# 13-validate-csv
> Validating a csv file

This notebook validates the format of csv files.

# Helpful packages

In [None]:
#all_no_test

In [None]:
#export text_preprocessing
import pandas as pd
import re
import os.path

# Set the file path

You can change 'base_prefix' variable below according to your computer environment.

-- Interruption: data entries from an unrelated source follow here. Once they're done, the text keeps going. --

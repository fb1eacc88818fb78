//! # VirtualClock
//!
//! A deterministic, in-process virtual clock that stands in for timers
//! (timeouts, intervals, immediates) and the wall-clock date.
//!
//! Time only moves when [`Clock::tick`] is called. Every callback that falls
//! due inside the requested window fires synchronously, in a reproducible
//! order, before `tick` returns. An [`InstalledClock`] routes a [`Host`]'s
//! ambient bindings to a clock until it is restored.

pub mod clock;
pub mod config;
pub mod date;
pub mod duration;
pub mod error;
pub mod host;
pub mod install;
pub mod job;
pub mod metrics;
pub mod queue;
pub mod script;



pub use clock::{Clock, WeakClock};
pub use config::ClockConfig;
pub use date::{Date, DateArgs, DateComponents, DateFactory, VirtualDate};
pub use duration::{parse_clock_string, TickAmount};
pub use error::ClockError;
pub use host::{Binding, BindingFn, BindingName, Host};
pub use install::{install, install_named, install_with_config, InstalledClock, Previous};
pub use job::{Callback, Delay, Job, JobKind, Millis, TimerId};
pub use metrics::ClockMetrics;
pub use script::{ScriptError, ScriptScope};

/// Current version of the virtual clock
pub const VERSION: &str = env!("CARGO_PKG_VERSION");

/// Virtual time a clock starts at when none is given
pub const DEFAULT_START_TIME: Millis = 0;

/// Bindings replaced by `install` when no names are given
pub const DEFAULT_FAKED_BINDINGS: [BindingName; 7] = [
    BindingName::SetTimeout,
    BindingName::ClearTimeout,
    BindingName::SetInterval,
    BindingName::ClearInterval,
    BindingName::SetImmediate,
    BindingName::ClearImmediate,
    BindingName::Date,
];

In this example, Soyeon's local file path was used.

In [None]:
#base_prefix = os.path.expanduser('~/Box Sync/DSI Documents/')
base_prefix = '/data/p_dsi/wise/data/'
file_directory = base_prefix + 'cleaned_data/csv_files/megadata.csv'
df = pd.read_csv(file_directory)

In [None]:
df.head()

Unnamed: 0,id,transcript_filepath,wave_filepath,speech,start_timestamp,end_timestamp,label,transcriber_id
0,129-1,/data/p_dsi/wise/data/cleaned_data/cleaned_tra...,/data/p_dsi/wise/data/Audio Files & Transcript...,can you do it really quickly.,00:00:00.00,00:02:02.12,NEU,198
1,129-1,/data/p_dsi/wise/data/cleaned_data/cleaned_tra...,/data/p_dsi/wise/data/Audio Files & Transcript...,just stick it in your cubby really quick pleas...,00:00:00.00,00:02:02.12,NEU,198
2,129-1,/data/p_dsi/wise/data/cleaned_data/cleaned_tra...,/data/p_dsi/wise/data/Audio Files & Transcript...,thank you.,00:00:00.00,00:02:02.12,NEU,198
3,129-1,/data/p_dsi/wise/data/cleaned_data/cleaned_tra...,/data/p_dsi/wise/data/Audio Files & Transcript...,(okay) so we are going to >,00:00:00.00,00:02:02.12,NEU,198
4,129-1,/data/p_dsi/wise/data/cleaned_data/cleaned_tra...,/data/p_dsi/wise/data/Audio Files & Transcript...,you're gonna do the same thing name.,00:00:00.00,00:02:02.12,NEU,198


# Function #1: Checking the labels
This function checks if there is any labels with typos. If used label is default('PRS', 'REP', 'OTR', 'NEU'), keep the value of the variable 'accepted_labels" as None. If you want to change the label, then assign a list of new labels to the 'accepted_labels' variable.

In [None]:
#export text_preprocessing
def check_label(dataframe, accepted_labels = None):
    """
    Validate labels
    
    Parameters
    ----------
    dataframe : dataframe
        a dataframe that you want to check labels
    accepted_labels: either None or a list of new labels
        None: When you want to use the default labels ('PRS', 'REP', 'OTR', 'NEU')
        a list of new labels: When you want to change the labels (ex. ['OTR_academic, 'OTR_behavior])
        
    Returns
    -------
    dataframe
        rows of which label is not an element of the list we input
    """
    if accepted_labels == None:
        label_list = ['PRS', 'REP', 'OTR', 'NEU']
        return dataframe[~dataframe['label'].isin(label_list)]
    else:
        label_list = accepted_labels
        return dataframe[~dataframe['label'].isin(label_list)]

## Test 1
The result below shows a row of which label is typo. The label is "NUE". This should be corrected to "NEU".

In [None]:
check_label(df)

Unnamed: 0,id,transcript_filepath,wave_filepath,speech,start_timestamp,end_timestamp,label,transcriber_id
6910,255-2,/data/p_dsi/wise/data/cleaned_data/cleaned_tra...,/data/p_dsi/wise/data/Audio Files & Transcript...,okay.,00:00:00.00,00:02:06.25,NUE,198


## Test 2
This time. accepted_labels is not None. I assigned a new list of labels. In this case, we are accepting only 'NEU', 'PRS', and 'OTR'. Therefore, the rows of which 'label' is "REP" are returned saying the labels are wrong.

In [None]:
check_label(df, accepted_labels = ['NEU', 'PRS', 'OTR']).head()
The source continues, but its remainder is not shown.